Immutable Laser: Could be null. Okay. All right, I'm going to start coding here. So we have the head and we want to keep track of the index and the link list. And we also want to kind of have like a left pointer that we can update. So we'll start with that while we're looping through the link list, starting at the first node. So the first node we know can never be a critical point, right. So we probably want to keep track of the previous node at each step. So we'll start with previous equals none, and then we'll set the previous to the current node. And so this way. So the first step that we get in here, previous is none. But if we have a previous value, we can check to see. So if we have a previous value and we have a next value, we can check to see if it's a critical point. If we have a previous node and the next value, then we want to check. So if previous val is greater than, and I'm just checking here, so it would have to be greater. Okay. Yeah. So if the previous value is greater than the current value, and the current value is, or the current next value is greater than the current value, then we have a local minima. So we'll also check for. Let's do this is critical. Depending on how I want to organize this. I guess we'll just do one big if statement for nowhere it. Okay, so if the previous dev l is smaller than current value, end current, next dev l is smaller than the current val, then in that case we want to. So if, if our left is not set, we want to update it to that critical point. And then when we find the next critical point, then we want to capture our min and our max. So I'm going to initially set left equal to negative one. I'm going to add a couple more variables here. So, minimum critical point is equal to.
Red Maelstrom: Um.
Immutable Laser: Let's set it to this for nowhere. In this case, we found a critical point. Let's set left to none, actually. So if left isn't set, then we just want to set it here. So we want to store the index I. So left equals I. Otherwise if left is set, I think at that point in time we can, so it is a critical point. At that point we can measure the minimum critical point and the max critical point.

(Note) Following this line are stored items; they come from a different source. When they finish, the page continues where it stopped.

//! Platform length policy: the per-segment character limit and how
//! characters are counted.

/// Maximum characters allowed in a single tweet
pub const TWEET_LIMIT: usize = 280;

/// Count the displayable characters of `text`.
///
/// Counts Unicode scalar values, never bytes, so multi-byte characters
/// (accents, emoji) count once each.
///
/// # Examples
///
/// ```
/// use threadweave::limit::display_len;
///
/// assert_eq!(display_len("hola"), 4);
/// assert_eq!(display_len("café"), 4);
/// ```
#[must_use]
pub fn display_len(text: &str) -> usize {
    text.chars().count()
}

And that's going to be I minus left plus one and the max critical point. Okay, so looking at our example here, we get to five, three, and then one. One is a local minima. And so we store that as a critical point. So we store that as our left index. And then we keep moving on, we get to the five. Since we have that left index in there, we subtract the difference, which is 01234 minus two. And so is that distance two or three.
Red Maelstrom: So the max distance could be between any two critical points. You're working on the second example or which.
Immutable Laser: Yeah, I was just looking at the second example there. Yeah.
Red Maelstrom: And the distance would be two, right?
Immutable Laser: I think so. Okay, so I don't need the plus one there then. Okay, if we find it, here's what I'm trying to figure out, is that we want to keep a reference to the farthest index. Okay? So if we're being greedy, we can keep a reference to the, we know that we always need the leftmost critical point to find our maximum, but to find our minimum, we always want to update that critical point. So we actually need two pointers here, not just a left pointer, but our left max and our left min. And we can do this using like a greedy approach where basically the first critical point that we see becomes the one that we use for a maximum and we never reset it. And then the min, we always update, but we do it after we, okay, so for the max critical point, that makes sense. And then we want to set the left min is equal to I. We always want to set it, but we want to calculate this will always equal zero. So we need to make sure we set the left min after we calculate the minimum critical point. But if we don't have an initial one, right, we do need to set it.
Red Maelstrom: That's correct.
Immutable Laser: The left men equals I.
Red Maelstrom: So left mean is leftmost point or a rightmost point or the last critical.
Immutable Laser: Sorry, the variable name is not great there. So the left min is actually the rightmost point.
Red Maelstrom: So this is literally the right, yeah.
Immutable Laser: We'Ll just call this the right critical point. I guess we'll call it right most critical point, just to be very specific.
Red Maelstrom: Right.
Immutable Laser: And this is left most critical point.
Red Maelstrom: The first critical point. Okay.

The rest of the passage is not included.